Chapter 1 – The Orphaned Heir
Riding in the woods outside the castle walls was one of Faelin’s favorite pastimes. It allowed him time to himself, away from the ever-watching eyes. For this all too brief a time each day he could be a boy and not the son of the king. He relished his time riding with only his fencing instructor Felsik to accompany him.
Faelin was tall and slender as most active boys of fourteen are. He stood straight and tall from the many years of being admonished for not keeping his stance erect. He was happy for the most part and most generally wore a smile on his face. His unruly brown hair was a constant source of concern for his mother as she was forever trying to make some order to it.
This day would however be different and soon his time of pleasure would turn into a time of grief and uncertainty. Unbeknownst to Faelin and Felsik was that during their ride in the woods, the castle was being overrun by the evil warlord Othar and that his father and mother would soon to be dead.
Felsik from that day on would be father, mother and mentor to the boy, a charge he took quite seriously knowing he was shaping the rightful king of the realm. His dark hair was starting to gray and in his eyes was both the look of confidence and intelligence. He was athletically built and a master of the sword, having been devoted to learn all he could about the weapon from an early age.

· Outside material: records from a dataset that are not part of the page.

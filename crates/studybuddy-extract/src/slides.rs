//! PowerPoint decks (`.pptx`).

use std::fs::File;
use std::io::Read;
use std::path::Path;

use anyhow::{Context, Result};
use quick_xml::events::Event;
use quick_xml::Reader;

/// Text of every text-bearing shape, slides in numeric order.
///
/// Paragraphs of one shape are joined with `\n`, and so are shapes.
///
/// Order follows the `slideN.xml` entry names, not the `sldIdLst` in
/// `ppt/presentation.xml`, so slides moved after creation keep their
/// original position.
pub fn extract(path: &Path) -> Result<String> {
    let file = File::open(path).with_context(|| format!("cannot read {}", path.display()))?;
    let mut archive = zip::ZipArchive::new(file)
        .with_context(|| format!("invalid pptx archive {}", path.display()))?;

    let mut slides: Vec<(u32, String)> = archive
        .file_names()
        .filter_map(|name| slide_number(name).map(|n| (n, name.to_string())))
        .collect();
    slides.sort_unstable();

    let mut shapes = Vec::new();
    for (_, name) in slides {
        let mut xml = String::new();
        archive
            .by_name(&name)
            .with_context(|| format!("missing slide entry {name}"))?
            .read_to_string(&mut xml)
            .with_context(|| format!("cannot read slide entry {name}"))?;
        shapes.extend(shape_texts(&xml).with_context(|| format!("malformed slide {name}"))?);
    }
    Ok(shapes.join("\n"))
}

/// `ppt/slides/slide12.xml` → 12.
fn slide_number(entry: &str) -> Option<u32> {
    entry
        .strip_prefix("ppt/slides/slide")?
        .strip_suffix(".xml")?
        .parse()
        .ok()
}

/// Text of each top-level `p:sp` shape that has a text body.
fn shape_texts(xml: &str) -> Result<Vec<String>> {
    let mut reader = Reader::from_str(xml);

    let mut shapes = Vec::new();
    let mut group_depth = 0usize;
    let mut in_shape = false;
    let mut has_body = false;
    let mut in_text = false;
    let mut paragraphs: Vec<String> = Vec::new();

    loop {
        match reader.read_event()? {
            Event::Start(e) => match e.local_name().as_ref() {
                b"grpSp" => group_depth += 1,
                b"sp" if group_depth == 0 => {
                    in_shape = true;
                    has_body = false;
                    paragraphs.clear();
                }
                b"txBody" if in_shape => has_body = true,
                b"p" if in_shape && has_body => paragraphs.push(String::new()),
                b"t" if in_shape && has_body => in_text = true,
                _ => {}
            },
            Event::Empty(e) => match e.local_name().as_ref() {
                b"p" if in_shape && has_body => paragraphs.push(String::new()),
                b"br" if in_shape && has_body => {
                    if let Some(last) = paragraphs.last_mut() {
                        last.push('\n');
                    }
                }
                _ => {}
            },
            Event::Text(t) if in_text => {
                if let Some(last) = paragraphs.last_mut() {
                    last.push_str(&t.unescape()?);
                }
            }
            Event::End(e) => match e.local_name().as_ref() {
                b"grpSp" => group_depth = group_depth.saturating_sub(1),
                b"sp" if in_shape && group_depth == 0 => {
                    if has_body {
                        shapes.push(paragraphs.join("\n"));
                    }
                    in_shape = false;
                }
                b"t" => in_text = false,
                _ => {}
            },
            Event::Eof => break,
            _ => {}
        }
    }
    Ok(shapes)
}
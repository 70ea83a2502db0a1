//! Provider error types.
//!
//! The enum is defined in `studybuddy-core` so question generation can
//! classify failures; backends here construct and return it.

pub use studybuddy_core::error::ProviderError;
//! Word documents (`.docx`).

use std::path::Path;

use anyhow::{Context, Result};
use docx_rs::{DocumentChild, InsertChild, Paragraph, ParagraphChild, Run, RunChild};

/// Body paragraphs joined with `\n`. Tables and headers are skipped.
pub fn extract(path: &Path) -> Result<String> {
    let bytes = std::fs::read(path).with_context(|| format!("cannot read {}", path.display()))?;
    let docx = docx_rs::read_docx(&bytes)
        .map_err(|e| anyhow::anyhow!("invalid docx {}: {e:?}", path.display()))?;

    let paragraphs: Vec<String> = docx
        .document
        .children
        .iter()
        .filter_map(|child| match child {
            DocumentChild::Paragraph(para) => Some(paragraph_text(para)),
            _ => None,
        })
        .collect();
    Ok(paragraphs.join("\n"))
}

// Runs concatenate without a separator. Hyperlinks and tracked insertions
// contribute their runs; deletions do not.
fn paragraph_text(para: &Paragraph) -> String {
    let mut text = String::new();
    push_children(&para.children, &mut text);
    text
}

fn push_children(children: &[ParagraphChild], text: &mut String) {
    for child in children {
        match child {
            ParagraphChild::Run(run) => push_run(run, text),
            ParagraphChild::Hyperlink(link) => push_children(&link.children, text),
            ParagraphChild::Insert(insert) => {
                for ic in &insert.children {
                    if let InsertChild::Run(run) = ic {
                        push_run(run, text);
                    }
                }
            }
            _ => {}
        }
    }
}

fn push_run(run: &Run, text: &mut String) {
    for rc in &run.children {
        match rc {
            RunChild::Text(t) => text.push_str(&t.text),
            RunChild::Tab(_) => text.push('\t'),
            RunChild::Break(_) => text.push('\n'),
            _ => {}
        }
    }
}
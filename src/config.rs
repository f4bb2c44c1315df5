//! Supervisor configuration parsing and validation.
//!
//! Every field has a default equal to the fixed layout the simulation
//! binaries expect, so an absent config file yields a working session.

use std::collections::HashSet;
use std::fs;
use std::path::{Path, PathBuf};
use std::time::Duration;

use clap::ValueEnum;
use serde::Deserialize;

use crate::models::Role;
use crate::{AppError, Result};

/// Log output format selected on the command line.
#[derive(Debug, Copy, Clone, Default, Eq, PartialEq, ValueEnum)]
pub enum LogFormat {
    /// Human-readable lines.
    #[default]
    Text,
    /// One JSON object per event.
    Json,
}

/// Command-line values that take precedence over the config file.
#[derive(Debug, Clone, Default, PartialEq, Eq)]
pub struct ConfigOverrides {
    /// Replaces `pacing_ms`.
    pub pacing_ms: Option<u64>,
    /// Replaces `log_file`.
    pub log_file: Option<PathBuf>,
}

/// One named FIFO provisioned for the session.
#[derive(Debug, Clone, Deserialize, PartialEq, Eq)]
#[serde(rename_all = "snake_case")]
pub struct ChannelConfig {
    /// Producer/consumer pair the channel connects, for logs.
    pub role: String,
    /// Filesystem path of the FIFO.
    pub path: PathBuf,
}

impl ChannelConfig {
    fn new(role: &str, path: &str) -> Self {
        Self {
            role: role.to_owned(),
            path: PathBuf::from(path),
        }
    }
}

/// Executable plus leading arguments for one launched program.
#[derive(Debug, Clone, Deserialize, PartialEq, Eq)]
#[serde(rename_all = "snake_case")]
pub struct CommandConfig {
    /// Executable path, resolved by the platform's exec rules.
    pub program: String,
    /// Arguments placed before any pid arguments the supervisor appends.
    #[serde(default)]
    pub args: Vec<String>,
}

impl CommandConfig {
    fn program(program: &str) -> Self {
        Self {
            program: program.to_owned(),
            args: Vec::new(),
        }
    }
}

/// Commands for each worker role.
#[derive(Debug, Clone, Deserialize, PartialEq, Eq)]
#[serde(rename_all = "snake_case", default)]
pub struct ProcessesConfig {
    /// Motor-X controller.
    pub motor_x: CommandConfig,
    /// Motor-Z controller.
    pub motor_z: CommandConfig,
    /// World simulator.
    pub world: CommandConfig,
    /// Command console (run inside the terminal host).
    pub command_console: CommandConfig,
    /// Inspection console (run inside the terminal host).
    pub inspection_console: CommandConfig,
    /// Watchdog.
    pub watchdog: CommandConfig,
}

impl Default for ProcessesConfig {
    fn default() -> Self {
        Self {
            motor_x: CommandConfig::program("./bin/motorX"),
            motor_z: CommandConfig::program("./bin/motorZ"),
            world: CommandConfig::program("./bin/world"),
            command_console: CommandConfig::program("./bin/command"),
            inspection_console: CommandConfig::program("./bin/inspection"),
            watchdog: CommandConfig::program("./bin/watchdog"),
        }
    }
}

impl ProcessesConfig {
    /// Command configured for `role`.
    #[must_use]
    pub fn command(&self, role: Role) -> &CommandConfig {
        match role {
            Role::MotorX => &self.motor_x,
            Role::MotorZ => &self.motor_z,
            Role::World => &self.world,
            Role::CommandConsole => &self.command_console,
            Role::InspectionConsole => &self.inspection_console,
            Role::Watchdog => &self.watchdog,
        }
    }
}

fn default_channels() -> Vec<ChannelConfig> {
    vec![
        ChannelConfig::new("motor-x -> world", "/tmp/fifoXW"),
        ChannelConfig::new("motor-z -> world", "/tmp/fifoZW"),
        ChannelConfig::new("world -> inspection-console", "/tmp/fifoWI"),
        ChannelConfig::new("command-console -> motor-x", "/tmp/fifoCX"),
        ChannelConfig::new("command-console -> motor-z", "/tmp/fifoCZ"),
    ]
}

fn default_channel_mode() -> u32 {
    0o666
}

fn default_log_file() -> PathBuf {
    PathBuf::from("./logFile.log")
}

fn default_pacing_ms() -> u64 {
    1000
}

fn default_absent_pid_marker() -> String {
    "none".into()
}

fn default_terminal() -> CommandConfig {
    CommandConfig {
        program: "/usr/bin/konsole".into(),
        args: vec!["-e".into()],
    }
}

/// Global configuration parsed from `supervisor.toml`.
#[derive(Debug, Clone, Deserialize, PartialEq, Eq)]
#[serde(rename_all = "snake_case")]
pub struct SupervisorConfig {
    /// FIFOs created before any worker starts.
    #[serde(default = "default_channels")]
    pub channels: Vec<ChannelConfig>,
    /// Permission bits passed to `mkfifo` (subject to umask).
    #[serde(default = "default_channel_mode")]
    pub channel_mode: u32,
    /// Session log truncated at startup; written by the workers.
    #[serde(default = "default_log_file")]
    pub log_file: PathBuf,
    /// Delay before each shutdown step, in milliseconds.
    #[serde(default = "default_pacing_ms")]
    pub pacing_ms: u64,
    /// Argument passed in place of the pid of a role that failed to spawn.
    #[serde(default = "default_absent_pid_marker")]
    pub absent_pid_marker: String,
    /// Terminal emulator hosting the two consoles.
    #[serde(default = "default_terminal")]
    pub terminal: CommandConfig,
    /// Worker executables.
    #[serde(default)]
    pub processes: ProcessesConfig,
}

impl Default for SupervisorConfig {
    fn default() -> Self {
        Self {
            channels: default_channels(),
            channel_mode: default_channel_mode(),
            log_file: default_log_file(),
            pacing_ms: default_pacing_ms(),
            absent_pid_marker: default_absent_pid_marker(),
            terminal: default_terminal(),
            processes: ProcessesConfig::default(),
        }
    }
}

impl SupervisorConfig {
    /// Load and validate configuration from a TOML file path.
    ///
    /// # Errors
    ///
    /// Returns `AppError::Config` if the file cannot be read or contains
    /// invalid TOML, or if validation fails.
    pub fn load_from_path(path: impl AsRef<Path>) -> Result<Self> {
        let raw = fs::read_to_string(path)
            .map_err(|err| AppError::Config(format!("failed to read config: {err}")))?;
        Self::from_toml_str(&raw)
    }

    /// Parse configuration from a TOML string.
    ///
    /// # Errors
    ///
    /// Returns `AppError::Config` if parsing or validation fails.
    pub fn from_toml_str(raw: &str) -> Result<Self> {
        let config: Self = toml::from_str(raw)?;
        config.validate()?;
        Ok(config)
    }

    /// Pacing interval between shutdown steps.
    ///
    /// A heuristic window for each worker to react to its interrupt; it
    /// does not guarantee the worker has actually exited.
    #[must_use]
    pub fn pacing(&self) -> Duration {
        Duration::from_millis(self.pacing_ms)
    }

    /// Apply command-line overrides on top of the loaded values.
    pub fn apply_overrides(&mut self, overrides: &ConfigOverrides) {
        if let Some(pacing_ms) = overrides.pacing_ms {
            self.pacing_ms = pacing_ms;
        }
        if let Some(log_file) = &overrides.log_file {
            self.log_file.clone_from(log_file);
        }
    }

    /// Check structural rules that serde cannot express.
    ///
    /// # Errors
    ///
    /// Returns `AppError::Config` describing the first violated rule.
    pub fn validate(&self) -> Result<()> {
        if self.channels.is_empty() {
            return Err(AppError::Config("channels must not be empty".into()));
        }

        let mut seen = HashSet::new();
        for channel in &self.channels {
            if channel.path.as_os_str().is_empty() {
                return Err(AppError::Config(format!(
                    "channel '{}' has an empty path",
                    channel.role
                )));
            }
            if !seen.insert(&channel.path) {
                return Err(AppError::Config(format!(
                    "duplicate channel path {}",
                    channel.path.display()
                )));
            }
        }

        if self.channel_mode > 0o777 {
            return Err(AppError::Config(format!(
                "channel_mode {:o} exceeds 0o777",
                self.channel_mode
            )));
        }

        if self.terminal.program.trim().is_empty() {
            return Err(AppError::Config("terminal.program must not be empty".into()));
        }

        for role in Role::ORDER {
            if self.processes.command(role).program.trim().is_empty() {
                return Err(AppError::Config(format!(
                    "processes.{} program must not be empty",
                    role.as_str().replace('-', "_")
                )));
            }
        }

        // Workers parse these positions as pids; a numeric marker would be
        // taken for a real process.
        let marker = self.absent_pid_marker.trim();
        if marker.is_empty() || marker.parse::<i64>().is_ok() {
            return Err(AppError::Config(
                "absent_pid_marker must be a non-numeric string".into(),
            ));
        }

        Ok(())
    }
}
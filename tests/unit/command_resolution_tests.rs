//! Argument lists handed to each role, including propagated pids.

use sim_supervisor::config::SupervisorConfig;
use sim_supervisor::models::{ProcessHandle, ProcessState, Role};
use sim_supervisor::orchestrator::registry::ProcessRegistry;
use sim_supervisor::orchestrator::supervisor::resolve_command;

const SUPERVISOR_PID: u32 = 900;

fn register(registry: &mut ProcessRegistry, role: Role, pid: Option<u32>) {
    let mut handle = ProcessHandle::new(role, format!("./bin/{role}"), Vec::new());
    handle.pid = pid;
    if pid.is_some() {
        handle.state = ProcessState::Running;
    }
    registry.register(handle).expect("register");
}

fn full_registry() -> ProcessRegistry {
    let mut registry = ProcessRegistry::new();
    register(&mut registry, Role::MotorX, Some(101));
    register(&mut registry, Role::MotorZ, Some(102));
    register(&mut registry, Role::World, Some(103));
    register(&mut registry, Role::CommandConsole, Some(104));
    register(&mut registry, Role::InspectionConsole, Some(105));
    registry
}

#[test]
fn motors_and_world_take_no_arguments() {
    let config = SupervisorConfig::default();
    let registry = full_registry();

    for (role, program) in [
        (Role::MotorX, "./bin/motorX"),
        (Role::MotorZ, "./bin/motorZ"),
        (Role::World, "./bin/world"),
    ] {
        let handle = resolve_command(&config, &registry, SUPERVISOR_PID, role);
        assert_eq!(handle.argv(), vec![program], "{role}");
    }
}

#[test]
fn command_console_runs_in_terminal() {
    let config = SupervisorConfig::default();
    let handle = resolve_command(
        &config,
        &full_registry(),
        SUPERVISOR_PID,
        Role::CommandConsole,
    );
    assert_eq!(
        handle.argv(),
        vec!["/usr/bin/konsole", "-e", "./bin/command"]
    );
}

#[test]
fn inspection_console_receives_motor_pids() {
    let config = SupervisorConfig::default();
    let handle = resolve_command(
        &config,
        &full_registry(),
        SUPERVISOR_PID,
        Role::InspectionConsole,
    );
    assert_eq!(
        handle.argv(),
        vec!["/usr/bin/konsole", "-e", "./bin/inspection", "101", "102"]
    );
}

#[test]
fn watchdog_receives_every_pid_in_documented_order() {
    let config = SupervisorConfig::default();
    let handle = resolve_command(&config, &full_registry(), SUPERVISOR_PID, Role::Watchdog);
    assert_eq!(
        handle.argv(),
        vec!["./bin/watchdog", "101", "102", "104", "105", "103", "900"]
    );
}

#[test]
fn failed_motor_becomes_absent_marker_for_inspection() {
    let config = SupervisorConfig::default();
    let mut registry = ProcessRegistry::new();
    register(&mut registry, Role::MotorX, None);
    register(&mut registry, Role::MotorZ, Some(102));

    let handle = resolve_command(&config, &registry, SUPERVISOR_PID, Role::InspectionConsole);
    assert_eq!(&handle.args[2..], ["none", "102"]);
    assert!(
        !handle.args.iter().any(|arg| arg == "0"),
        "absent pid must never be passed as zero"
    );
}

#[test]
fn failed_motor_z_becomes_absent_marker_for_watchdog() {
    let config = SupervisorConfig::default();
    let mut registry = ProcessRegistry::new();
    register(&mut registry, Role::MotorX, Some(101));
    register(&mut registry, Role::MotorZ, None);
    register(&mut registry, Role::World, Some(103));
    register(&mut registry, Role::CommandConsole, Some(104));
    register(&mut registry, Role::InspectionConsole, Some(105));

    let handle = resolve_command(&config, &registry, SUPERVISOR_PID, Role::Watchdog);
    assert_eq!(handle.args, vec!["101", "none", "104", "105", "103", "900"]);
}

#[test]
fn configured_args_precede_pid_arguments() {
    let mut config = SupervisorConfig::default();
    config.processes.watchdog.args = vec!["--interval".into(), "5".into()];
    config.processes.inspection_console.args = vec!["--compact".into()];

    let registry = full_registry();
    let watchdog = resolve_command(&config, &registry, SUPERVISOR_PID, Role::Watchdog);
    assert_eq!(&watchdog.args[..2], ["--interval", "5"]);
    assert_eq!(watchdog.args.len(), 8);

    let inspection = resolve_command(&config, &registry, SUPERVISOR_PID, Role::InspectionConsole);
    assert_eq!(
        inspection.args,
        vec!["-e", "./bin/inspection", "--compact", "101", "102"]
    );
}

#[test]
fn resolved_handle_is_pending() {
    let config = SupervisorConfig::default();
    let handle = resolve_command(&config, &ProcessRegistry::new(), SUPERVISOR_PID, Role::World);
    assert_eq!(handle.state, ProcessState::Pending);
    assert_eq!(handle.pid, None);
}
//! Session log artifact shared with the workers.
//!
//! The supervisor never writes to it; it only makes sure each session
//! starts from an empty file.

use std::fs::OpenOptions;
use std::path::Path;

use tracing::{error, info};

use crate::{AppError, Result};

/// Truncate the session log, creating it if absent.
///
/// # Errors
///
/// Returns `AppError::Io` if the file cannot be created or cleared. The
/// supervisor logs this and carries on.
pub fn reset(path: &Path) -> Result<()> {
    OpenOptions::new()
        .write(true)
        .create(true)
        .truncate(true)
        .open(path)
        .map_err(|err| {
            AppError::Io(format!(
                "log file {} not cleared: {err}",
                path.display()
            ))
        })?;

    info!(path = %path.display(), "session log reset");
    Ok(())
}

/// [`reset`] the log, logging any failure. Returns whether it succeeded.
pub fn reset_or_warn(path: &Path) -> bool {
    match reset(path) {
        Ok(()) => true,
        Err(err) => {
            error!(%err, "session log reset failed; continuing");
            false
        }
    }
}
//! Session orchestration.
//!
//! Provisions the channels, resets the log, spawns every role in
//! [`Role::ORDER`] while passing earlier pids to later roles, waits for
//! the first exit and hands over to the [`ShutdownController`].
//!
//! Every failure short of a broken configuration is logged and the
//! session carries on.

use std::sync::Arc;

use tracing::{error, info, info_span, warn, Instrument};

use crate::config::SupervisorConfig;
use crate::models::{ProcessHandle, ProcessState, Role, Session, SessionStatus};
use crate::orchestrator::exit_monitor::ExitWatch;
use crate::orchestrator::interrupt::InterruptFlag;
use crate::orchestrator::registry::ProcessRegistry;
use crate::orchestrator::shutdown::{ShutdownController, ShutdownReport, ShutdownTrigger};
use crate::orchestrator::spawner;
use crate::session_log;

/// Result of one complete session.
#[derive(Debug, Clone)]
pub struct SessionOutcome {
    /// Session identifier.
    pub session_id: String,
    /// Whether the session log was reset at startup.
    pub log_reset: bool,
    /// Final process handles in spawn order.
    pub processes: Vec<ProcessHandle>,
    /// Shutdown record.
    pub report: ShutdownReport,
}

impl SessionOutcome {
    /// Whether the session ended because of an operator interrupt.
    #[must_use]
    pub fn was_interrupted(&self) -> bool {
        self.report.trigger == ShutdownTrigger::Interrupted || self.report.cut_short
    }
}

/// Orchestrates one session.
#[derive(Debug)]
pub struct Supervisor {
    config: Arc<SupervisorConfig>,
    interrupt: InterruptFlag,
    controller: ShutdownController,
}

impl Supervisor {
    /// Supervisor that stops workers with real `SIGINT`s.
    #[must_use]
    pub fn new(config: Arc<SupervisorConfig>, interrupt: InterruptFlag) -> Self {
        let controller = ShutdownController::with_sigint(config.pacing());
        Self::with_controller(config, interrupt, controller)
    }

    /// Supervisor with a custom shutdown controller.
    #[must_use]
    pub fn with_controller(
        config: Arc<SupervisorConfig>,
        interrupt: InterruptFlag,
        controller: ShutdownController,
    ) -> Self {
        Self {
            config,
            interrupt,
            controller,
        }
    }

    /// Run a session to completion.
    ///
    /// Always returns once the channels have been torn down; none of the
    /// per-step failures is escalated.
    pub async fn run(&self) -> SessionOutcome {
        let mut session = Session::new(&self.config);
        let span = info_span!("session", id = %session.id, supervisor_pid = session.supervisor_pid);
        self.run_session(&mut session).instrument(span).await
    }

    async fn run_session(&self, session: &mut Session) -> SessionOutcome {
        info!(started_at = %session.started_at, "session starting");

        let provision = session.channels.provision();
        info!(
            created = provision.created.len(),
            stale = provision.stale.len(),
            failed = provision.failed.len(),
            "channels provisioned"
        );

        let log_reset = session_log::reset_or_warn(&session.log_file);

        if let Err(err) = session.transition_to(SessionStatus::Running) {
            warn!(%err, "session status not updated");
        }

        let mut exits = ExitWatch::new();

        for role in Role::ORDER {
            if self.interrupt.is_raised() {
                warn!(%role, "interrupted before spawn; skipping remaining roles");
                return Self::finish_interrupted(session, &mut exits, log_reset);
            }
            self.spawn_role(session, role, &mut exits);
        }
        exits.seal();

        info!(monitored = exits.monitored(), "all roles spawned; waiting for first exit");

        let trigger = tokio::select! {
            biased;
            () = self.interrupt.raised() => None,
            trigger = wait_first_exit(&session.registry, &mut exits) => Some(trigger),
        };

        let Some(trigger) = trigger else {
            return Self::finish_interrupted(session, &mut exits, log_reset);
        };

        if let ShutdownTrigger::FirstExit(exit) = &trigger {
            info!(role = %exit.role, pid = exit.pid, reason = %exit.reason, "first exit; shutting down");
            session.registry.mark_exited(exit.pid, exit.exit_code);
        } else {
            warn!("no live process to wait for; shutting down");
        }

        let report = self
            .controller
            .run(session, &mut exits, &self.interrupt, trigger)
            .await;
        exits.stop();

        info!(
            signalled = report.signalled.len(),
            skipped = report.skipped.len(),
            failed = report.failed.len(),
            "session finished"
        );

        outcome(session, log_reset, report)
    }

    fn finish_interrupted(
        session: &mut Session,
        exits: &mut ExitWatch,
        log_reset: bool,
    ) -> SessionOutcome {
        exits.stop();
        let report = ShutdownController::run_interrupted(session);
        outcome(session, log_reset, report)
    }

    fn spawn_role(&self, session: &mut Session, role: Role, exits: &mut ExitWatch) {
        let mut handle = resolve_command(
            &self.config,
            &session.registry,
            session.supervisor_pid,
            role,
        );

        match spawner::spawn(&handle.program, &handle.args) {
            Ok(spawned) => {
                info!(%role, pid = spawned.pid, argv = ?handle.argv(), "role started");
                handle.pid = Some(spawned.pid);
                handle.state = ProcessState::Running;
                exits.watch(role, spawned.pid, spawned.child);
            }
            Err(err) => {
                error!(%role, %err, "spawn failed; continuing without this role");
            }
        }

        if let Err(err) = session.registry.register(handle) {
            error!(%role, %err, "process not registered");
        }
    }
}

/// Resolve the command line for `role` from the configuration and the
/// pids registered so far.
///
/// Consoles run inside the terminal host:
/// `terminal.program terminal.args… console.program console.args…`.
/// Pid dependencies follow the configured arguments; a role without a pid
/// contributes the configured absent marker. The watchdog also receives
/// `supervisor_pid` last.
#[must_use]
pub fn resolve_command(
    config: &SupervisorConfig,
    registry: &ProcessRegistry,
    supervisor_pid: u32,
    role: Role,
) -> ProcessHandle {
    let command = config.processes.command(role);
    let mut args = Vec::new();

    let program = if role.is_console() {
        args.extend(config.terminal.args.iter().cloned());
        args.push(command.program.clone());
        config.terminal.program.clone()
    } else {
        command.program.clone()
    };
    args.extend(command.args.iter().cloned());

    for dependency in role.pid_dependencies() {
        args.push(registry.pid_arg(*dependency, &config.absent_pid_marker));
    }
    if role == Role::Watchdog {
        args.push(supervisor_pid.to_string());
    }

    ProcessHandle::new(role, program, args)
}

async fn wait_first_exit(registry: &ProcessRegistry, exits: &mut ExitWatch) -> ShutdownTrigger {
    if !registry.has_live() {
        return ShutdownTrigger::NoLiveProcesses;
    }
    match exits.next_exit().await {
        Some(exit) => ShutdownTrigger::FirstExit(exit),
        None => ShutdownTrigger::NoLiveProcesses,
    }
}

fn outcome(session: &Session, log_reset: bool, report: ShutdownReport) -> SessionOutcome {
    SessionOutcome {
        session_id: session.id.clone(),
        log_reset,
        processes: session.registry.all().to_vec(),
        report,
    }
}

Othar and his men, charged the king’s castle gate at a full gallop and clove the heads off the three guards as they entered the courtyard.
Sitting on his horse watching his men dispatch the king’s guard, Othar had a stern look upon his face. He sat taller in the saddle than most men of the time. He had a massive chest and stout arms and legs. On his face he wore a full beard and mustache with long gray hair flowing down past his shoulders. On his right cheek, just below the eye, was a scar earned in a battle long ago.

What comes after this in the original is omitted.